State how many lines in the listing below hold "benefits", with no other words.

>>

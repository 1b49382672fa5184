use axum::{
    extract::{Path, State},
    http::StatusCode,
    Json,
};
use diesel::prelude::*;
use rust_decimal::Decimal;
use serde::{Deserialize, Serialize};

use crate::{
    auth::AuthenticatedUser,
    error::{AppError, AppResult},
    models::{EmployeeRecord, NewEmployeeRecord},
    policy::{Action, Resource},
    schema::employee_records,
    state::AppState,
    utils::json::required,
};

use super::{forms::FormPayload, permit};

#[derive(Serialize)]
pub struct EmployeeRecordResponse {
    pub id: i64,
    pub employee: i64,
    pub contract_type: String,
    pub job_history: String,
    pub current_salary: Decimal,
    pub benefits: String,
}

impl From<EmployeeRecord> for EmployeeRecordResponse {
    fn from(record: EmployeeRecord) -> Self {
        Self {
            id: record.id,
            employee: record.account_id,
            contract_type: record.contract_type,
            job_history: record.job_history,
            current_salary: record.current_salary,
            benefits: record.benefits,
        }
    }
}

#[derive(Debug, Deserialize)]
pub struct EmployeeRecordFields {
    pub employee: Option<i64>,
    pub contract_type: Option<String>,
    pub job_history: Option<String>,
    pub current_salary: Option<Decimal>,
    pub benefits: Option<String>,
}

#[derive(AsChangeset)]
#[diesel(table_name = employee_records)]
struct EmployeeRecordChangeset {
    account_id: Option<i64>,
    contract_type: Option<String>,
    job_history: Option<String>,
    current_salary: Option<Decimal>,
    benefits: Option<String>,
}

impl EmployeeRecordChangeset {
    fn is_empty(&self) -> bool {
        self.account_id.is_none()
            && self.contract_type.is_none()
            && self.job_history.is_none()
            && self.current_salary.is_none()
            && self.benefits.is_none()
    }
}

fn check_salary(salary: Option<Decimal>) -> AppResult<()> {
    match salary {
        Some(value) if value < Decimal::ZERO => {
            Err(AppError::bad_request("current_salary must not be negative"))
        }
        _ => Ok(()),
    }
}

fn full_record(fields: EmployeeRecordFields) -> AppResult<NewEmployeeRecord> {
    check_salary(fields.current_salary)?;
    Ok(NewEmployeeRecord {
        account_id: required(fields.employee, "employee")?,
        contract_type: required(fields.contract_type, "contract_type")?,
        job_history: required(fields.job_history, "job_history")?,
        current_salary: required(fields.current_salary, "current_salary")?,
        benefits: required(fields.benefits, "benefits")?,
    })
}

pub async fn list_records(
    State(state): State<AppState>,
    user: AuthenticatedUser,
) -> AppResult<Json<Vec<EmployeeRecordResponse>>> {
    permit(&user, Resource::EmployeeRecord, Action::List)?;

    let mut conn = state.db()?;
    let rows: Vec<EmployeeRecord> = employee_records::table
        .order(employee_records::id.asc())
        .load(&mut conn)?;

    Ok(Json(rows.into_iter().map(Into::into).collect()))
}

pub async fn get_record(
    State(state): State<AppState>,
    user: AuthenticatedUser,
    Path(record_id): Path<i64>,
) -> AppResult<Json<EmployeeRecordResponse>> {
    permit(&user, Resource::EmployeeRecord, Action::Retrieve)?;

    let mut conn = state.db()?;
    let record: EmployeeRecord = employee_records::table.find(record_id).first(&mut conn)?;
    Ok(Json(record.into()))
}

pub async fn create_record(
    State(state): State<AppState>,
    user: AuthenticatedUser,
    form: FormPayload,
) -> AppResult<(StatusCode, Json<EmployeeRecordResponse>)> {
    permit(&user, Resource::EmployeeRecord, Action::Create)?;
    let new_record = full_record(form.decode()?)?;

    let mut conn = state.db()?;
    let record: EmployeeRecord = diesel::insert_into(employee_records::table)
        .values(&new_record)
        .get_result(&mut conn)?;

    Ok((StatusCode::CREATED, Json(record.into())))
}

pub async fn replace_record(
    State(state): State<AppState>,
    user: AuthenticatedUser,
    Path(record_id): Path<i64>,
    form: FormPayload,
) -> AppResult<Json<EmployeeRecordResponse>> {
    permit(&user, Resource::EmployeeRecord, Action::Update)?;
    let full = full_record(form.decode()?)?;
    let changeset = EmployeeRecordChangeset {
        account_id: Some(full.account_id),
        contract_type: Some(full.contract_type),
        job_history: Some(full.job_history),
        current_salary: Some(full.current_salary),
        benefits: Some(full.benefits),
    };

    let mut conn = state.db()?;
    let record: EmployeeRecord = diesel::update(employee_records::table.find(record_id))
        .set(&changeset)
        .get_result(&mut conn)?;
    Ok(Json(record.into()))
}

pub async fn patch_record(
    State(state): State<AppState>,
    user: AuthenticatedUser,
    Path(record_id): Path<i64>,
    form: FormPayload,
) -> AppResult<Json<EmployeeRecordResponse>> {
    permit(&user, Resource::EmployeeRecord, Action::PartialUpdate)?;
    let fields: EmployeeRecordFields = form.decode()?;
    check_salary(fields.current_salary)?;
    let changeset = EmployeeRecordChangeset {
        account_id: fields.employee,
        contract_type: fields.contract_type,
        job_history: fields.job_history,
        current_salary: fields.current_salary,
        benefits: fields.benefits,
    };

    let mut conn = state.db()?;
    let record: EmployeeRecord = if changeset.is_empty() {
        employee_records::table.find(record_id).first(&mut conn)?
    } else {
        diesel::update(employee_records::table.find(record_id))
            .set(&changeset)
            .get_result(&mut conn)?
    };
    Ok(Json(record.into()))
}

pub async fn delete_record(
    State(state): State<AppState>,
    user: AuthenticatedUser,
    Path(record_id): Path<i64>,
) -> AppResult<StatusCode> {
    permit(&user, Resource::EmployeeRecord, Action::Destroy)?;

    let mut conn = state.db()?;
    let deleted = diesel::delete(employee_records::table.find(record_id)).execute(&mut conn)?;
    if deleted == 0 {
        return Err(AppError::not_found());
    }
    Ok(StatusCode::NO_CONTENT)
}

#[cfg(test)]
mod tests {
    use super::*;
    use serde_json::json;

    #[test]
    fn full_record_names_the_first_missing_field() {
        let fields: EmployeeRecordFields = serde_json::from_value(json!({
            "employee": 4,
            "contract_type": "permanent",
            "job_history": "",
            "benefits": "medical"
        }))
        .unwrap();
        let err = full_record(fields).unwrap_err();
        assert_eq!(err.message(), "current_salary is required");
    }

    #[test]
    fn salary_accepts_strings_and_rejects_negatives() {
        let fields: EmployeeRecordFields =
            serde_json::from_value(json!({ "current_salary": "-1.00" })).unwrap();
        assert!(check_salary(fields.current_salary).is_err());

        let fields: EmployeeRecordFields =
            serde_json::from_value(json!({ "current_salary": "52000.50" })).unwrap();
        assert!(check_salary(fields.current_salary).is_ok());
    }

    #[test]
    fn negative_zero_salary_counts_as_zero() {
        let fields: EmployeeRecordFields =
            serde_json::from_value(json!({ "current_salary": "-0.00" })).unwrap();
        assert!(check_salary(fields.current_salary).is_ok());
    }
}
use axum::{extract::State, Json};
use serde::Serialize;
use serde_json::{Map, Value};

use crate::{
    auth::AuthenticatedUser,
    error::{AppError, AppResult},
    generation::{self, JobDetails, JobDetailsInput, JobPostInput},
    state::AppState,
};

use super::forms::FormPayload;

const JOB_POST_FIELDS: [&str; 6] = [
    "title",
    "description",
    "qualifications",
    "specifications",
    "location",
    "job_type",
];
const JOB_DETAILS_FIELDS: [&str; 3] = ["title", "qualifications", "experience"];

#[derive(Serialize)]
#[serde(rename_all = "camelCase")]
pub struct PostResponse {
    pub post_content: String,
}

fn has_text(object: &Map<String, Value>, field: &str) -> bool {
    matches!(object.get(field), Some(Value::String(value)) if !value.trim().is_empty())
}

fn job_post_input(body: &Value) -> AppResult<JobPostInput> {
    let job = match body.get("job") {
        Some(Value::Object(job)) if !job.is_empty() => job,
        _ => return Err(AppError::bad_request("No job data provided")),
    };
    if !JOB_POST_FIELDS.iter().all(|field| has_text(job, field)) {
        return Err(AppError::bad_request("All job fields are required."));
    }
    serde_json::from_value(Value::Object(job.clone()))
        .map_err(|_| AppError::bad_request("All job fields are required."))
}

fn job_details_input(body: &Value) -> AppResult<JobDetailsInput> {
    let missing = || AppError::bad_request("Title, experience and qualifications are required.");
    let object = body.as_object().ok_or_else(missing)?;
    if !JOB_DETAILS_FIELDS.iter().all(|field| has_text(object, field)) {
        return Err(missing());
    }
    serde_json::from_value(body.clone()).map_err(|_| missing())
}

pub async fn generate_post(
    State(state): State<AppState>,
    user: AuthenticatedUser,
    form: FormPayload,
) -> AppResult<Json<PostResponse>> {
    let job = job_post_input(&form.data)?;
    tracing::info!(account_id = user.account_id, title = %job.title, "generating job post");

    let post_content = generation::generate_post(state.generator.as_ref(), &job).await?;
    Ok(Json(PostResponse { post_content }))
}

pub async fn generate_job_details(
    State(state): State<AppState>,
    user: AuthenticatedUser,
    form: FormPayload,
) -> AppResult<Json<JobDetails>> {
    let input = job_details_input(&form.data)?;
    tracing::info!(account_id = user.account_id, title = %input.title, "generating job details");

    let details = generation::generate_job_details(state.generator.as_ref(), &input).await?;
    Ok(Json(details))
}

#[cfg(test)]
mod tests {
    use super::*;
    use serde_json::json;

    fn full_job() -> Value {
        json!({
            "title": "Site Engineer",
            "description": "Supervise works",
            "qualifications": "BSc Civil",
            "specifications": "Full site ownership",
            "location": "Nairobi",
            "job_type": "Full-time"
        })
    }

    #[test]
    fn missing_job_object_is_reported() {
        let err = job_post_input(&json!({})).unwrap_err();
        assert_eq!(err.message(), "No job data provided");
        let err = job_post_input(&json!({ "job": {} })).unwrap_err();
        assert_eq!(err.message(), "No job data provided");
    }

    #[test]
    fn every_job_field_is_required() {
        for field in JOB_POST_FIELDS {
            let mut job = full_job();
            job[field] = json!("  ");
            let err = job_post_input(&json!({ "job": job })).unwrap_err();
            assert_eq!(err.message(), "All job fields are required.");
        }
        let input = job_post_input(&json!({ "job": full_job() })).unwrap();
        assert_eq!(input.location, "Nairobi");
        assert_eq!(input.posted_by, None);
    }

    #[test]
    fn posted_by_may_be_an_account_id() {
        let mut job = full_job();
        job["posted_by"] = json!(7);
        let input = job_post_input(&json!({ "job": job })).unwrap();
        assert_eq!(input.posted_by, Some(json!(7)));

        let mut job = full_job();
        job["posted_by"] = Value::Null;
        assert!(job_post_input(&json!({ "job": job })).is_ok());
    }

    #[test]
    fn job_details_need_three_fields() {
        let err = job_details_input(&json!({ "title": "Clerk", "experience": "2 years" }))
            .unwrap_err();
        assert_eq!(
            err.message(),
            "Title, experience and qualifications are required."
        );
        let input = job_details_input(&json!({
            "title": "Clerk",
            "experience": "2 years",
            "qualifications": "Diploma"
        }))
        .unwrap();
        assert_eq!(input.qualifications, "Diploma");
    }

    #[test]
    fn post_response_uses_camel_case() {
        let body = serde_json::to_value(PostResponse {
            post_content: "We're hiring".into(),
        })
        .unwrap();
        assert_eq!(body, json!({ "postContent": "We're hiring" }));
    }
}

<<

- _RESULT_: 9